2. Which books set Ethiopia apart — and why they stayed
The EOTC includes books largely absent from Western canons: 1 Enoch and Jubilees, distinctive Ethiopian Meqabyan books (not the same as Western Maccabees), and other writings preserved in Ge’ez mss; some of these were valued in Ethiopia because of early usage and continuous liturgical reading, criteria the Church applied alongside apostolicity and antiquity [7] [1] [8]. Oxford‑handbook scholarship notes some of these works were still appreciated by fathers and regional churches before the fourth century, and Ethiopia’s retention reflects different local canonicity decisions [8].
3. How Catholic and Protestant canons stabilized elsewhere
Western Christian canon formation relied heavily on the Septuagint as used by early Christians; Rome’s tradition retained the deuterocanonical books and by the late medieval Councils (and definitively at Trent) affirmed a 73‑book canon for Catholics. Protestant reformers, reacting to perceived Jewish and patristic standards, adopted the Hebrew (narrower) Old Testament and settled on 66 books total, treating the deuterocanonical writings as useful but non‑canonical [4] [3] [5].
4. Different standards, different outcomes
The divergence is not simply accident but a clash of authorities and criteria: Ethiopian canon formation emphasized indigenous liturgical practice and long local use; Catholic lists leaned on the Septuagint and ecclesial councils; Protestants prioritized consonance with the Hebrew Bible and sola scriptura impulses that excluded later intertestamental works [8] [9] [3]. Modern summaries emphasize these differing reference points — Septuagint versus Hebrew tradition — as key to why canons differ [9].

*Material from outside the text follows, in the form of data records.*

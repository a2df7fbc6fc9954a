//! H.264 encoding.
//!
//! The pipeline talks to encoders through [`VideoEncoder`]. With the
//! `ffmpeg` feature, [`H264Encoder`] provides the real implementation on
//! top of libavcodec (libx264 when available).
//!
//! | Setting        | Value                              |
//! |----------------|------------------------------------|
//! | pixel format   | YUV 4:2:0 planar                   |
//! | time base      | 1 / fps                            |
//! | GOP            | 2 × fps (one key frame every 2 s)  |
//! | B-frames       | 0                                  |
//! | preset / tune  | `ultrafast` / `zerolatency`        |
//! | bit rate       | [`calculate_bitrate`] step table   |

use super::types::{EncodedUnit, PixelFormat, RawFrame};
use crate::error::CastError;

// ── Bitrate policy ───────────────────────────────────────────────

/// Target bit rate in bits/second for an encode resolution.
///
/// | pixels up to  | bit rate |
/// |---------------|----------|
/// | 1280 × 720    | 4 Mbps   |
/// | 1920 × 1080   | 8 Mbps   |
/// | 2560 × 1440   | 12 Mbps  |
/// | 3840 × 2160   | 25 Mbps  |
/// | above         | 35 Mbps  |
pub fn calculate_bitrate(width: u32, height: u32) -> u64 {
    let pixels = u64::from(width) * u64::from(height);
    match pixels {
        p if p <= 1280 * 720 => 4_000_000,
        p if p <= 1920 * 1080 => 8_000_000,
        p if p <= 2560 * 1440 => 12_000_000,
        p if p <= 3840 * 2160 => 25_000_000,
        _ => 35_000_000,
    }
}

// ── EncoderSettings ──────────────────────────────────────────────

/// Everything needed to open an encoder.
#[derive(Debug, Clone, PartialEq, Eq)]
pub struct EncoderSettings {
    pub width: u32,
    pub height: u32,
    pub fps: u32,
    pub bitrate: u64,
    /// Frames between key frames.
    pub gop: u32,
    pub max_b_frames: usize,
    pub preset: &'static str,
    pub tune: &'static str,
    /// Layout of the frames that will be passed to `encode`.
    pub input_format: PixelFormat,
}

impl EncoderSettings {
    /// Low-latency settings for the given encode resolution.
    pub fn new(width: u32, height: u32, fps: u32, input_format: PixelFormat) -> Self {
        Self {
            width,
            height,
            fps,
            bitrate: calculate_bitrate(width, height),
            gop: fps.saturating_mul(2),
            max_b_frames: 0,
            preset: "ultrafast",
            tune: "zerolatency",
            input_format,
        }
    }

    /// Replace the step-table bit rate with an explicit one.
    pub fn with_bitrate(mut self, bitrate: Option<u64>) -> Self {
        if let Some(b) = bitrate.filter(|b| *b > 0) {
            self.bitrate = b;
        }
        self
    }
}

// ── VideoEncoder ─────────────────────────────────────────────────

/// A stateful frame encoder.
///
/// Implementations own all codec resources and release them on drop.
/// They are created and used on the capture thread only, so they need not
/// be `Send`.
pub trait VideoEncoder {
    /// Encode one frame. The result may be empty when the codec buffers
    /// internally.
    fn encode(&mut self, frame: &RawFrame) -> Result<EncodedUnit, CastError>;

    fn settings(&self) -> &EncoderSettings;
}

// ── H264Encoder ──────────────────────────────────────────────────

#[cfg(feature = "ffmpeg")]
pub use self::ffmpeg_impl::H264Encoder;

#[cfg(feature = "ffmpeg")]
mod ffmpeg_impl {
    use ffmpeg_next as ffmpeg;

    use ffmpeg::format::Pixel;
    use ffmpeg::software::scaling;
    use ffmpeg::util::error::EAGAIN;
    use ffmpeg::{Dictionary, Packet, Rational, codec, frame};
    use tracing::{debug, info};

    use super::{EncoderSettings, VideoEncoder};
    use crate::capture::types::{EncodedUnit, PixelFormat, RawFrame};
    use crate::error::CastError;

    fn av_pixel(format: PixelFormat) -> Pixel {
        match format {
            PixelFormat::Bgra8 => Pixel::BGRA,
            PixelFormat::Rgba8 => Pixel::RGBA,
            PixelFormat::Rgb8 => Pixel::RGB24,
        }
    }

    fn init_err(e: ffmpeg::Error) -> CastError {
        CastError::EncoderInit(e.to_string())
    }

    /// libavcodec H.264 encoder with its scratch frames and RGB→YUV converter.
    ///
    /// Construction allocates everything; every field frees itself on
    /// drop, so a failure halfway through `open` releases what was
    /// already created.
    pub struct H264Encoder {
        settings: EncoderSettings,
        encoder: ffmpeg::encoder::Video,
        converter: scaling::Context,
        source: frame::Video,
        target: frame::Video,
        packet: Packet,
        frame_index: i64,
    }

    impl H264Encoder {
        pub fn open(settings: EncoderSettings) -> Result<Self, CastError> {
            ffmpeg::init().map_err(init_err)?;

            let codec = ffmpeg::encoder::find_by_name("libx264")
                .or_else(|| ffmpeg::encoder::find(codec::Id::H264))
                .ok_or(CastError::CodecUnavailable("h264"))?;
            let codec_name = codec.name().to_string();

            let mut video = codec::Context::new_with_codec(codec)
                .encoder()
                .video()
                .map_err(init_err)?;
            video.set_width(settings.width);
            video.set_height(settings.height);
            video.set_format(Pixel::YUV420P);
            video.set_time_base(Rational::new(1, settings.fps as i32));
            video.set_frame_rate(Some(Rational::new(settings.fps as i32, 1)));
            video.set_bit_rate(settings.bitrate as usize);
            video.set_gop(settings.gop);
            video.set_max_b_frames(settings.max_b_frames);

            let mut options = Dictionary::new();
            options.set("preset", settings.preset);
            options.set("tune", settings.tune);
            let encoder = video.open_with(options).map_err(init_err)?;

            let input = av_pixel(settings.input_format);
            let converter = scaling::Context::get(
                input,
                settings.width,
                settings.height,
                Pixel::YUV420P,
                settings.width,
                settings.height,
                scaling::Flags::FAST_BILINEAR,
            )
            .map_err(init_err)?;

            info!(
                codec = %codec_name,
                width = settings.width,
                height = settings.height,
                fps = settings.fps,
                bitrate = settings.bitrate,
                gop = settings.gop,
                "H.264 encoder opened"
            );

            Ok(Self {
                source: frame::Video::new(input, settings.width, settings.height),
                target: frame::Video::new(Pixel::YUV420P, settings.width, settings.height),
                settings,
                encoder,
                converter,
                packet: Packet::empty(),
                frame_index: 0,
            })
        }

        fn load_source(&mut self, frame: &RawFrame) {
            let row_len = frame.width as usize * frame.format.bytes_per_pixel();
            let dst_stride = self.source.stride(0);
            let dst = self.source.data_mut(0);
            for y in 0..frame.height {
                let offset = y as usize * dst_stride;
                dst[offset..offset + row_len].copy_from_slice(frame.row(y));
            }
        }
    }

    impl VideoEncoder for H264Encoder {
        fn encode(&mut self, frame: &RawFrame) -> Result<EncodedUnit, CastError> {
            if frame.width != self.settings.width
                || frame.height != self.settings.height
                || frame.format != self.settings.input_format
            {
                return Err(CastError::Encode(format!(
                    "frame {}x{} {:?} does not match encoder {}x{} {:?}",
                    frame.width,
                    frame.height,
                    frame.format,
                    self.settings.width,
                    self.settings.height,
                    self.settings.input_format
                )));
            }

            self.load_source(frame);
            self.converter
                .run(&self.source, &mut self.target)
                .map_err(|e| CastError::Encode(e.to_string()))?;

            self.target.set_pts(Some(self.frame_index));
            self.frame_index += 1;
            self.encoder
                .send_frame(&self.target)
                .map_err(|e| CastError::Encode(e.to_string()))?;

            let mut out = Vec::new();
            loop {
                match self.encoder.receive_packet(&mut self.packet) {
                    Ok(()) => {
                        if let Some(data) = self.packet.data() {
                            out.extend_from_slice(data);
                        }
                    }
                    Err(ffmpeg::Error::Other { errno }) if errno == EAGAIN => break,
                    Err(ffmpeg::Error::Eof) => break,
                    Err(e) => return Err(CastError::Encode(e.to_string())),
                }
            }

            if out.is_empty() {
                debug!(frame = self.frame_index, "encoder buffered frame");
            }
            Ok(EncodedUnit::from(out))
        }

        fn settings(&self) -> &EncoderSettings {
            &self.settings
        }
    }
}

// ── Tests ────────────────────────────────────────────────────────

#[cfg(test)]
mod tests {
    use super::*;

    #[test]
    fn bitrate_matches_step_table_at_boundaries() {
        assert_eq!(calculate_bitrate(1280, 720), 4_000_000);
        assert_eq!(calculate_bitrate(1920, 1080), 8_000_000);
        assert_eq!(calculate_bitrate(2560, 1440), 12_000_000);
        assert_eq!(calculate_bitrate(3840, 2160), 25_000_000);
        assert_eq!(calculate_bitrate(5120, 2880), 35_000_000);
    }

    #[test]
    fn bitrate_steps_just_past_boundaries() {
        assert_eq!(calculate_bitrate(1281, 720), 8_000_000);
        assert_eq!(calculate_bitrate(1921, 1080), 12_000_000);
        assert_eq!(calculate_bitrate(2561, 1440), 25_000_000);
        assert_eq!(calculate_bitrate(3841, 2160), 35_000_000);
    }

    #[test]
    fn bitrate_is_monotonic_in_pixel_count() {
        let sizes = [
            (320, 240),
            (640, 480),
            (1280, 720),
            (1366, 768),
            (1600, 900),
            (1920, 1080),
            (1920, 1200),
            (2560, 1440),
            (3440, 1440),
            (3840, 2160),
            (7680, 4320),
        ];
        let mut last = 0;
        for (w, h) in sizes {
            let b = calculate_bitrate(w, h);
            assert!(b >= last, "{w}x{h} gave {b} after {last}");
            last = b;
        }
    }

    #[test]
    fn settings_follow_frame_rate() {
        let s = EncoderSettings::new(1920, 1080, 30, PixelFormat::Bgra8);
        assert_eq!(s.gop, 60);
        assert_eq!(s.max_b_frames, 0);
        assert_eq!(s.bitrate, 8_000_000);
        assert_eq!(s.preset, "ultrafast");
        assert_eq!(s.tune, "zerolatency");
    }

    #[test]
    fn explicit_bitrate_overrides_table() {
        let s = EncoderSettings::new(1280, 720, 30, PixelFormat::Rgba8).with_bitrate(Some(2_500_000));
        assert_eq!(s.bitrate, 2_500_000);
        let s = EncoderSettings::new(1280, 720, 30, PixelFormat::Rgba8).with_bitrate(Some(0));
        assert_eq!(s.bitrate, 4_000_000);
    }
}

5. Scholarly uncertainties and competing claims
Scholars warn the EOTC list is not uniform: which books are “canonical” has been obscure and debated; some canonical items were never widely printed in Ge’ez and lists show variation [6] [10]. Academic treatments stress that Ethiopian canonicity is complex and sometimes under‑researched; project and popular claims of an “oldest complete Bible” must be measured against manuscript variety and scholarly caution [11] [12].
6. What this means for readers and historians
Practically, the EOTC’s broader corpus preserves Second Temple and local Christian materials that illuminate early Jewish‑Christian exchanges and regional Christianities suppressed or marginalized elsewhere; Catholics preserve the Septuagint’s extra books with doctrinal implications; Protestants foreground the Hebrew canon and scriptural sufficiency claims [7] [3] [4]. Any comparative account must therefore read the three canons as different cultural‑theological settlements reached under distinct authorities and historical pressures [8] [4].
Limitations: available sources do not give a single, fully detailed chronological “when” for each Ethiopian canon decision; the EOTC’s internal variations and manuscript evidence remain subjects of ongoing research and contested popular narratives [10] [6].